Sadly the WAA’s “standards” never really caught on as a set of baseline definitions against which all systems could be compared to help explain some of the differences in the data. As a result practitioners around the globe still struggle when it comes time to explain these differences, especially when moving from one paid vendor to another.  But none of this matters anymore for one simple reason …

Google Analytics has become the de facto standard for web analytics.

Google has become the standard for web analytics by sheer force of might, persistence, and dedication. By every measure, Google Analytics is the world’s most popular and widely deployed web analytics solution. Hell, in our Analysis Exchange efforts we focus exclusively on the use of Google Analytics because A) we know that 99 times out of 100 we will find it already deployed and B) nearly all of our mentors have had enough exposure to Google Analytics to effectively teach it to our students.

What’s more, as Forrester’s Joe Stanhope opined the recently published Forrester Wave for Web Analytics, web analytics as we knew it doesn’t really exist anymore:

“Few web analytics vendors restrict their remit to pure on-site analytics. Most vendor road maps incorporate emerging media such as social and mobile channels, data agnostic integration and analysis features, usability for a broad array of analytics stakeholders, and scalability to handle the rising influx of data and activity.”

Joe says “few” vendors remained focused on on-site analytics, but it would be more precise to say “one” vendor — Google — has maintained interest in how site operators measure their efforts with any level of exclusivity and sincerity. In fact, I don’t think we need to call the industry “web analytics” anymore … it is probably more accurate to say we have “Google Analytics” and “Everything Else.”

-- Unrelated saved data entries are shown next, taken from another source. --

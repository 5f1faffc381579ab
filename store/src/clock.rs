//! Injectable time source.

use chrono::{DateTime, Duration, Utc};
use std::sync::RwLock;

/// Source of "now" for every time-gated decision.
pub trait Clock: Send + Sync {
    fn now(&self) -> DateTime<Utc>;
}

/// Wall clock
#[derive(Debug, Clone, Copy, Default)]
pub struct SystemClock;

impl Clock for SystemClock {
    fn now(&self) -> DateTime<Utc> {
        Utc::now()
    }
}

/// Clock that only moves when told to.
#[derive(Debug)]
pub struct ManualClock {
    now: RwLock<DateTime<Utc>>,
}

impl ManualClock {
    pub fn new(start: DateTime<Utc>) -> Self {
        Self {
            now: RwLock::new(start),
        }
    }

    pub fn set(&self, at: DateTime<Utc>) {
        let mut now = self.now.write().unwrap_or_else(|e| e.into_inner());
        *now = at;
    }

    pub fn advance(&self, by: Duration) {
        let mut now = self.now.write().unwrap_or_else(|e| e.into_inner());
        *now += by;
    }
}

impl Clock for ManualClock {
    fn now(&self) -> DateTime<Utc> {
        *self.now.read().unwrap_or_else(|e| e.into_inner())
    }
}
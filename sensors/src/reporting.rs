//! Reporting queries
//!
//! Read-only views over a device's history for dashboards and the CLI.

use crate::stats::{statistics, Statistics};
use crate::thresholds::{
    recommend, suggest, ThresholdRecommendation, ThresholdSuggestion, MIN_SUGGESTION_POINTS,
};
use crate::{Assessed, Result, SensorError};
use chrono::{DateTime, Duration, Utc};
use fieldwatch_store::{
    AggregatePoint, Clock, Device, DeviceId, Granularity, ReadingQuery, TelemetryStore,
};
use serde::{Deserialize, Serialize};
use std::collections::BTreeMap;
use std::fmt;
use std::sync::Arc;

/// Look-back windows offered to operators
#[derive(Debug, Clone, Copy, Default, PartialEq, Eq, Serialize, Deserialize)]
pub enum TimeRange {
    #[serde(rename = "1h")]
    LastHour,
    #[default]
    #[serde(rename = "24h")]
    LastDay,
    #[serde(rename = "7d")]
    LastWeek,
    #[serde(rename = "30d")]
    LastMonth,
}

impl TimeRange {
    pub fn duration(&self) -> Duration {
        match self {
            TimeRange::LastHour => Duration::hours(1),
            TimeRange::LastDay => Duration::hours(24),
            TimeRange::LastWeek => Duration::days(7),
            TimeRange::LastMonth => Duration::days(30),
        }
    }

    pub fn as_str(&self) -> &'static str {
        match self {
            TimeRange::LastHour => "1h",
            TimeRange::LastDay => "24h",
            TimeRange::LastWeek => "7d",
            TimeRange::LastMonth => "30d",
        }
    }
}

impl fmt::Display for TimeRange {
    fn fmt(&self, f: &mut fmt::Formatter<'_>) -> fmt::Result {
        f.write_str(self.as_str())
    }
}

impl std::str::FromStr for TimeRange {
    type Err = String;

    fn from_str(s: &str) -> std::result::Result<Self, Self::Err> {
        match s.trim().to_lowercase().as_str() {
            "1h" => Ok(TimeRange::LastHour),
            "24h" | "1d" => Ok(TimeRange::LastDay),
            "7d" => Ok(TimeRange::LastWeek),
            "30d" => Ok(TimeRange::LastMonth),
            other => Err(format!("unknown time range '{}' (use 1h, 24h, 7d or 30d)", other)),
        }
    }
}

/// Per-pin summary within a device report
#[derive(Debug, Clone, Serialize)]
pub struct SensorSummary {
    pub pin: String,
    pub sensor_type: String,
    pub reading_count: usize,
    pub latest: Option<f64>,
    pub statistics: Option<Statistics>,
}

#[derive(Debug, Clone, Serialize)]
pub struct DeviceStats {
    pub device: Device,
    pub range: TimeRange,
    pub from: DateTime<Utc>,
    pub to: DateTime<Utc>,
    pub total_readings: usize,
    pub sensors: Vec<SensorSummary>,
    pub active_alerts: usize,
}

pub struct ReportingService {
    store: Arc<dyn TelemetryStore>,
    clock: Arc<dyn Clock>,
}

impl ReportingService {
    pub fn new(store: Arc<dyn TelemetryStore>, clock: Arc<dyn Clock>) -> Self {
        Self { store, clock }
    }

    async fn device(&self, device_id: DeviceId) -> Result<Device> {
        self.store
            .device(device_id)
            .await?
            .ok_or(SensorError::DeviceNotFound(device_id))
    }

    fn window(&self, range: TimeRange) -> (DateTime<Utc>, DateTime<Utc>) {
        let to = self.clock.now();
        (to - range.duration(), to)
    }

    /// Threshold bands recommended from one pin's recent history.
    pub async fn get_recommended_thresholds(
        &self,
        device_id: DeviceId,
        pin: &str,
        range: TimeRange,
    ) -> Result<Assessed<ThresholdRecommendation>> {
        self.device(device_id).await?;
        let (from, to) = self.window(range);
        let readings = self
            .store
            .readings(&ReadingQuery::new(device_id, from, to).pin(pin))
            .await?;

        let provisioned = self
            .store
            .device_sensors(device_id)
            .await?
            .into_iter()
            .find(|s| s.pin == pin)
            .map(|s| s.sensor_type.as_str().to_string());
        let sensor_type = provisioned
            .or_else(|| readings.first().map(|r| r.sensor_type.clone()))
            .unwrap_or_default();

        let values: Vec<f64> = readings.iter().map(|r| r.processed_value).collect();
        let stats = statistics(&values).filter(|s| s.count >= MIN_SUGGESTION_POINTS);
        let Some(stats) = stats else {
            return Ok(Assessed::InsufficientData {
                required: MIN_SUGGESTION_POINTS,
                available: values.len(),
            });
        };

        Ok(Assessed::Ready(recommend(&stats, &sensor_type)))
    }

    /// Conservative to sensitive bands for one pin, with warnings about
    /// erratic series.
    pub async fn get_threshold_suggestions(
        &self,
        device_id: DeviceId,
        pin: &str,
        range: TimeRange,
    ) -> Result<Assessed<ThresholdSuggestion>> {
        self.device(device_id).await?;
        let (from, to) = self.window(range);
        let values: Vec<f64> = self
            .store
            .readings(&ReadingQuery::new(device_id, from, to).pin(pin))
            .await?
            .into_iter()
            .map(|r| r.processed_value)
            .collect();
        Ok(suggest(&values))
    }

    /// Bucketed history for a device, optionally for one pin.
    pub async fn get_historical_telemetry(
        &self,
        device_id: DeviceId,
        pin: Option<&str>,
        range: TimeRange,
        granularity: Granularity,
    ) -> Result<Vec<AggregatePoint>> {
        self.device(device_id).await?;
        let (from, to) = self.window(range);
        Ok(self
            .store
            .aggregate(device_id, pin, from, to, granularity)
            .await?)
    }

    /// Per-sensor statistics, reading counts and open alerts for a device.
    pub async fn get_device_stats(&self, device_id: DeviceId, range: TimeRange) -> Result<DeviceStats> {
        let device = self.device(device_id).await?;
        let (from, to) = self.window(range);
        let readings = self
            .store
            .readings(&ReadingQuery::new(device_id, from, to))
            .await?;

        // Newest first, so the first value seen per key is the latest
        let mut grouped: BTreeMap<(String, String), Vec<f64>> = BTreeMap::new();
        for reading in &readings {
            grouped
                .entry((reading.pin.clone(), reading.sensor_type.to_lowercase()))
                .or_default()
                .push(reading.processed_value);
        }

        let sensors = grouped
            .into_iter()
            .map(|((pin, sensor_type), values)| SensorSummary {
                pin,
                sensor_type,
                reading_count: values.len(),
                latest: values.first().copied(),
                statistics: statistics(&values),
            })
            .collect();

        let active_alerts = self.store.active_alerts(Some(device_id)).await?.len();

        Ok(DeviceStats {
            device,
            range,
            from,
            to,
            total_readings: readings.len(),
            sensors,
            active_alerts,
        })
    }
}
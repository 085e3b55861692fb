//! Dataset Configuration
//!
//! Every knob of the sampling pipeline in one serializable struct:
//!
//! | option       | effect                                           |
//! |--------------|--------------------------------------------------|
//! | `max_length` | window width in tokens                           |
//! | `stride`     | offset step between successive windows           |
//! | `batch_size` | pairs per batch                                  |
//! | `shuffle`    | whether pair order is randomized each epoch      |
//! | `drop_last`  | whether a short trailing batch is discarded      |
//! | `seed`       | seed for the shuffling RNG (`None` = from entropy) |
//!
//! Configs are stored as JSON so an experiment can be reproduced later:
//!
//! ```rust,no_run
//! use yorick::DatasetConfig;
//!
//! let config = DatasetConfig::small();
//! config.save("dataset.json")?;
//!
//! let restored = DatasetConfig::load("dataset.json")?;
//! assert_eq!(config, restored);
//! # Ok::<(), yorick::SamplerError>(())
//! ```

use crate::error::{require_positive, Result};
use crate::loader::LoaderConfig;
use crate::sampler::WindowConfig;
use rand::rngs::StdRng;
use rand::SeedableRng;
use serde::{Deserialize, Serialize};
use std::fs;
use std::path::Path;

/// Sampling and batching parameters
#[derive(Debug, Clone, PartialEq, Eq, Serialize, Deserialize)]
#[serde(default)]
pub struct DatasetConfig {
    /// Window width in tokens
    pub max_length: usize,
    /// Offset step between windows
    pub stride: usize,
    /// Pairs per batch
    pub batch_size: usize,
    /// Reorder pairs each epoch
    pub shuffle: bool,
    /// Discard a short trailing batch
    pub drop_last: bool,
    /// Seed for shuffling; `None` draws one from the OS
    pub seed: Option<u64>,
}

impl Default for DatasetConfig {
    fn default() -> Self {
        Self {
            max_length: 256,
            stride: 128,
            batch_size: 4,
            shuffle: true,
            drop_last: true,
            seed: None,
        }
    }
}

impl DatasetConfig {
    /// Short windows for quick experiments and tests
    ///
    /// Non-overlapping 64-token windows, no shuffling, so output is easy to
    /// inspect by eye.
    pub fn tiny() -> Self {
        Self {
            max_length: 64,
            stride: 64,
            batch_size: 8,
            shuffle: false,
            drop_last: false,
            seed: Some(123),
        }
    }

    /// Medium windows with 50% overlap
    pub fn small() -> Self {
        Self {
            max_length: 128,
            stride: 64,
            batch_size: 16,
            shuffle: true,
            drop_last: true,
            seed: Some(123),
        }
    }

    /// Check every size parameter is at least 1
    pub fn validate(&self) -> Result<()> {
        require_positive("max_length", self.max_length)?;
        require_positive("stride", self.stride)?;
        require_positive("batch_size", self.batch_size)?;
        Ok(())
    }

    /// Validated window parameters
    pub fn window(&self) -> Result<WindowConfig> {
        WindowConfig::new(self.max_length, self.stride)
    }

    /// Validated batching parameters
    pub fn loader(&self) -> Result<LoaderConfig> {
        LoaderConfig::new(self.batch_size, self.shuffle, self.drop_last)
    }

    /// Shuffling RNG: seeded when `seed` is set, otherwise from OS entropy
    pub fn rng(&self) -> StdRng {
        match self.seed {
            Some(seed) => StdRng::seed_from_u64(seed),
            None => StdRng::from_os_rng(),
        }
    }

    /// Validate, then write the config as pretty-printed JSON
    ///
    /// Nothing is written for an invalid config, so every saved file loads.
    pub fn save<P: AsRef<Path>>(&self, path: P) -> Result<()> {
        self.validate()?;
        let json = serde_json::to_string_pretty(self)?;
        fs::write(path, json)?;
        Ok(())
    }

    /// Read a config from JSON and validate it
    ///
    /// Missing fields fall back to [`DatasetConfig::default`].
    pub fn load<P: AsRef<Path>>(path: P) -> Result<Self> {
        let json = fs::read_to_string(path)?;
        let config: DatasetConfig = serde_json::from_str(&json)?;
        config.validate()?;
        Ok(config)
    }
}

Everything else is enterprise marketing platforms. Everything else is integrated online marketing suites. Everything else … is all of the stuff that has been layered on top of solutions we have historically considered “web analytics” as a response to an event that can only be accurately described as the single most important acquisition in our sector, period.

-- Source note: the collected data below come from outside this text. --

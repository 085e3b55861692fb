//! Error Types
//!
//! Everything that can go wrong while sampling or loading data. Argument
//! checks run before any work is done, so an error always means nothing
//! was produced.
//!
//! A sequence that is too short to form a single pair is *not* an error:
//! sampling returns an empty [`SampleSet`](crate::SampleSet) and callers
//! that need at least one sample check `is_empty()` themselves.

use thiserror::Error;

/// Errors produced by the sampler, the loader, and config I/O
#[derive(Error, Debug)]
pub enum SamplerError {
    /// A size parameter (`max_length`, `stride`, `batch_size`) was zero
    #[error("invalid argument: {name} must be at least 1 (got {value})")]
    InvalidArgument { name: &'static str, value: usize },

    /// Validation fraction outside `[0, 1]`
    #[error("invalid argument: val_fraction must be within [0, 1] (got {0})")]
    InvalidFraction(f32),

    #[error("I/O error: {0}")]
    Io(#[from] std::io::Error),

    #[error("config serialization error: {0}")]
    Json(#[from] serde_json::Error),
}

impl SamplerError {
    /// True for errors caused by a bad caller-supplied parameter
    pub fn is_invalid_argument(&self) -> bool {
        matches!(
            self,
            SamplerError::InvalidArgument { .. } | SamplerError::InvalidFraction(_)
        )
    }
}

/// Crate-wide result alias
pub type Result<T> = std::result::Result<T, SamplerError>;

/// Reject a zero-valued size parameter.
pub(crate) fn require_positive(name: &'static str, value: usize) -> Result<()> {
    if value < 1 {
        return Err(SamplerError::InvalidArgument { name, value });
    }
    Ok(())
}
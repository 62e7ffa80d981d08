//! Validated transport options.

use std::net::{IpAddr, SocketAddr};

use crate::config::schema::TransportConfig;
use crate::config::validation::{check_backlog, check_port, check_threads};
use crate::error::ServerError;

/// Default OS accept backlog.
pub const DEFAULT_BACKLOG: u32 = 1024;

/// Immutable, validated listening-socket and pool settings.
///
/// Construct through [`TransportOptions::builder`] or
/// [`TransportOptions::from_config`]; both reject an out-of-range port, a zero
/// backlog and thread counts outside the allowed range.
#[derive(Debug, Clone, PartialEq, Eq)]
pub struct TransportOptions {
    host: IpAddr,
    port: u16,
    backlog_size: u32,
    acceptor_threads: u32,
    worker_threads: u32,
    keep_alive: bool,
    no_delay: bool,
}

impl TransportOptions {
    /// Start building options for `port`.
    pub fn builder(port: u16) -> TransportOptionsBuilder {
        TransportOptionsBuilder {
            config: TransportConfig::new(i64::from(port)),
        }
    }

    /// Validate raw config values, reporting every rejected field.
    pub fn from_config(config: &TransportConfig) -> Result<Self, ServerError> {
        let port = check_port(config.port);
        let backlog_size = check_backlog(config.backlog_size);
        let acceptor_threads = check_threads("acceptor_threads", config.acceptor_threads);
        let worker_threads = check_threads("worker_threads", config.worker_threads);

        match (port, backlog_size, acceptor_threads, worker_threads) {
            (Ok(port), Ok(backlog_size), Ok(acceptor_threads), Ok(worker_threads)) => Ok(Self {
                host: config.host,
                port,
                backlog_size,
                acceptor_threads,
                worker_threads,
                keep_alive: config.keep_alive,
                no_delay: config.no_delay,
            }),
            (port, backlog_size, acceptor_threads, worker_threads) => {
                let errors = [
                    port.err(),
                    backlog_size.err(),
                    acceptor_threads.err(),
                    worker_threads.err(),
                ]
                .into_iter()
                .flatten()
                .collect();
                Err(ServerError::InvalidConfiguration(errors))
            }
        }
    }

    pub fn host(&self) -> IpAddr {
        self.host
    }

    pub fn port(&self) -> u16 {
        self.port
    }

    /// Address the listening socket binds to.
    pub fn socket_addr(&self) -> SocketAddr {
        SocketAddr::new(self.host, self.port)
    }

    pub fn backlog_size(&self) -> u32 {
        self.backlog_size
    }

    /// Requested acceptor pool size; 0 selects the pool default.
    pub fn acceptor_threads(&self) -> u32 {
        self.acceptor_threads
    }

    /// Requested worker pool size; 0 selects the pool default.
    pub fn worker_threads(&self) -> u32 {
        self.worker_threads
    }

    pub fn keep_alive(&self) -> bool {
        self.keep_alive
    }

    pub fn no_delay(&self) -> bool {
        self.no_delay
    }
}

/// Builder for [`TransportOptions`]; validation happens in [`build`](Self::build).
#[derive(Debug, Clone)]
pub struct TransportOptionsBuilder {
    config: TransportConfig,
}

impl TransportOptionsBuilder {
    #[must_use]
    pub fn host(mut self, host: IpAddr) -> Self {
        self.config.host = host;
        self
    }

    #[must_use]
    pub fn backlog_size(mut self, backlog: u32) -> Self {
        self.config.backlog_size = i64::from(backlog);
        self
    }

    #[must_use]
    pub fn acceptor_threads(mut self, threads: u32) -> Self {
        self.config.acceptor_threads = i64::from(threads);
        self
    }

    #[must_use]
    pub fn worker_threads(mut self, threads: u32) -> Self {
        self.config.worker_threads = i64::from(threads);
        self
    }

    #[must_use]
    pub fn keep_alive(mut self, enabled: bool) -> Self {
        self.config.keep_alive = enabled;
        self
    }

    #[must_use]
    pub fn no_delay(mut self, enabled: bool) -> Self {
        self.config.no_delay = enabled;
        self
    }

    pub fn build(self) -> Result<TransportOptions, ServerError> {
        TransportOptions::from_config(&self.config)
    }
}
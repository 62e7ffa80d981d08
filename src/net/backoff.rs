//! Accept-error backoff with jitter.
//!
//! Repeated accept failures (fd exhaustion, ENOBUFS) would otherwise spin the
//! acceptor loop. Each consecutive failure doubles the pause up to a cap.

use std::time::Duration;

use rand::Rng;

/// Pause after the first failed accept.
pub const ACCEPT_BACKOFF_BASE_MS: u64 = 5;

/// Longest pause between accept attempts.
pub const ACCEPT_BACKOFF_MAX_MS: u64 = 1000;

/// Pause before the next accept after `failures` consecutive errors.
pub fn accept_backoff(failures: u32) -> Duration {
    calculate_backoff(failures, ACCEPT_BACKOFF_BASE_MS, ACCEPT_BACKOFF_MAX_MS)
}

/// Calculate exponential backoff delay with jitter.
pub fn calculate_backoff(attempt: u32, base_ms: u64, max_ms: u64) -> Duration {
    if attempt == 0 {
        return Duration::from_millis(0);
    }

    let exponential_base = 2u64.saturating_pow(attempt - 1);
    let capped_delay = base_ms.saturating_mul(exponential_base).min(max_ms);

    // Apply jitter (0 to 10% of the delay)
    let jitter_range = capped_delay / 10;
    let jitter = if jitter_range > 0 {
        rand::thread_rng().gen_range(0..jitter_range)
    } else {
        0
    };

    Duration::from_millis(capped_delay + jitter)
}
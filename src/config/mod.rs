//! Configuration management subsystem.
//!
//! # Data Flow
//! ```text
//! config file (TOML)
//!     → loader.rs (read & deserialize)
//!     → validation.rs (range checks, all errors collected)
//!     → ServerConfig
//!     → TransportOptions (validated, immutable) handed to TcpServer::start
//! ```
//!
//! # Design Decisions
//! - Config is immutable once loaded; a new server instance is needed to change it
//! - Everything except the port has a default
//! - Numeric fields are signed in the schema so negative or oversized values
//!   become validation errors instead of parse errors

pub mod loader;
pub mod schema;
pub mod validation;

pub use loader::{load_config, parse_config, ConfigError};
pub use schema::ObservabilityConfig;
pub use schema::ServerConfig;
pub use schema::ShutdownConfig;
pub use schema::TransportConfig;
pub use validation::ValidationError;
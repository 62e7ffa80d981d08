//! Error taxonomy for the server lifecycle.
//!
//! Configuration and bind failures are returned synchronously from
//! [`TcpServer::start`](crate::lifecycle::TcpServer::start). A drain that
//! overruns its deadline is not an error; it is reported through
//! [`ShutdownStatus`](crate::lifecycle::ShutdownStatus). Failures on a single
//! connection never surface here.

use std::net::SocketAddr;

use thiserror::Error;

use crate::config::validation::ValidationError;
use crate::event_loop::PoolKind;
use crate::lifecycle::ServerState;

/// Errors surfaced to the caller of the lifecycle controller.
#[derive(Debug, Error)]
pub enum ServerError {
    /// Transport options were rejected before any resource was allocated.
    #[error("invalid configuration: {}", join_errors(.0))]
    InvalidConfiguration(Vec<ValidationError>),

    /// The listening socket could not be bound.
    #[error("failed to bind {addr}: {source}")]
    Bind {
        addr: SocketAddr,
        #[source]
        source: std::io::Error,
    },

    /// An event loop thread or runtime could not be created.
    #[error("failed to create {pool} pool: {source}")]
    PoolCreation {
        pool: PoolKind,
        #[source]
        source: std::io::Error,
    },

    /// The operation is not valid in the controller's current state.
    #[error("cannot {operation} a server that is {state}")]
    InvalidState {
        operation: &'static str,
        state: ServerState,
    },
}

impl ServerError {
    /// Returns the validation failures when this is a configuration error.
    pub fn validation_errors(&self) -> Option<&[ValidationError]> {
        match self {
            ServerError::InvalidConfiguration(errors) => Some(errors),
            _ => None,
        }
    }
}

fn join_errors(errors: &[ValidationError]) -> String {
    errors
        .iter()
        .map(ToString::to_string)
        .collect::<Vec<_>>()
        .join(", ")
}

Google Analytics is the de facto standard for web analytics, and this is great news.

Assuming you take care with your Google Analytics implementation, whenever there is a question about the data you will have a fairly consistent[1] view for comparison. Switching from one vendor to another? Use Google Analytics to help explain the differences between the two systems! Worried that your paid vendor implementation is missing data? Compare it to Google Analytics to ensure that you have complete page coverage! Not sure if a vendor’s recent change in their use of cookies impacted their data accuracy? Yes, you guessed it, compare it to Google Analytics!

With Google Analytics you have a totally free standard against which all other data can be reconciled.

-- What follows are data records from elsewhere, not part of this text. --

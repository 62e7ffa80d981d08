//! The acceptor and worker pools.

use std::sync::atomic::{AtomicUsize, Ordering};
use std::sync::Arc;
use std::time::{Duration, Instant};

use crate::error::ServerError;
use crate::event_loop::group::{EventLoopGroup, LoopHandle, LoopStopHook};
use crate::event_loop::PoolKind;
use crate::lifecycle::ShutdownStatus;
use crate::net::listener::{accept_loop, AcceptContext, BoundListener};

/// Loops dedicated to accepting connections on the listening socket.
#[derive(Debug)]
pub struct AcceptorPool {
    group: EventLoopGroup,
}

impl AcceptorPool {
    /// Start `threads` acceptor loops (0 = one per CPU core).
    pub fn create(threads: u32, on_stop: Option<LoopStopHook>) -> Result<Self, ServerError> {
        Ok(Self {
            group: EventLoopGroup::new(PoolKind::Acceptor, threads as usize, on_stop)?,
        })
    }

    pub fn len(&self) -> usize {
        self.group.len()
    }

    pub fn is_empty(&self) -> bool {
        self.group.is_empty()
    }

    /// Run an accept loop for `listener` on every acceptor.
    ///
    /// Each loop registers its own handle to the same socket, so the kernel
    /// spreads pending connections across them.
    pub(crate) fn serve(
        &self,
        listener: &BoundListener,
        context: Arc<AcceptContext>,
    ) -> std::io::Result<()> {
        for handle in self.group.handles() {
            let socket = listener.try_clone_std()?;
            let context = Arc::clone(&context);
            let signal = handle.shutdown_signal();
            let acceptor = handle.index();
            handle.spawn(accept_loop(socket, context, signal, acceptor));
        }
        Ok(())
    }

    /// Stop every accept loop without waiting for the threads.
    pub fn stop_accepting(&self, deadline: Instant) {
        self.group.signal_shutdown(deadline);
    }

    pub fn shutdown(&mut self, timeout: Duration) -> ShutdownStatus {
        self.group.shutdown_gracefully(timeout)
    }
}

/// Loops that own accepted connections for their whole lifetime.
#[derive(Debug)]
pub struct WorkerPool {
    group: EventLoopGroup,
    next: Arc<AtomicUsize>,
}

impl WorkerPool {
    /// Start `threads` worker loops (0 = two per CPU core).
    pub fn create(threads: u32, on_stop: Option<LoopStopHook>) -> Result<Self, ServerError> {
        Ok(Self {
            group: EventLoopGroup::new(PoolKind::Worker, threads as usize, on_stop)?,
            next: Arc::new(AtomicUsize::new(0)),
        })
    }

    pub fn len(&self) -> usize {
        self.group.len()
    }

    pub fn is_empty(&self) -> bool {
        self.group.is_empty()
    }

    /// Connections currently open across all workers.
    pub fn in_flight(&self) -> u64 {
        self.group.in_flight()
    }

    pub(crate) fn dispatcher(&self) -> WorkerDispatcher {
        WorkerDispatcher {
            loops: self.group.handles().cloned().collect(),
            next: Arc::clone(&self.next),
        }
    }

    pub fn shutdown(&mut self, timeout: Duration) -> ShutdownStatus {
        self.group.shutdown_gracefully(timeout)
    }
}

/// Round-robin selection of the worker that will own the next connection.
#[derive(Debug, Clone)]
pub(crate) struct WorkerDispatcher {
    loops: Arc<[LoopHandle]>,
    next: Arc<AtomicUsize>,
}

impl WorkerDispatcher {
    pub(crate) fn next(&self) -> &LoopHandle {
        let index = self.next.fetch_add(1, Ordering::Relaxed) % self.loops.len();
        &self.loops[index]
    }
}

Now keep in mind, I am absolutely not saying that all you need is Google Analytics — nothing could be further from the truth. Despite a nice series of updates and the emergence of a paid solution that may be appropriate for some companies, I agree with Stanhope when he says that “Google Analytics Premium still lags enterprise competitors in several areas such as data integration, administration, and data processing …”

But that’s a debate for the lobby bar, not this blog post.

If you’re looking for a set of rules that can be universally applied when it comes to the most basic and fundamental definitions for the measures, metrics, and dimensions that our industry is built upon, you don’t have to look anymore. Google has solved that problem for the rest of us, and we should thank them. Now, thanks to Google, we can focus on some of the real problems facing our industry … which again, is a debate best left to the lobby bar.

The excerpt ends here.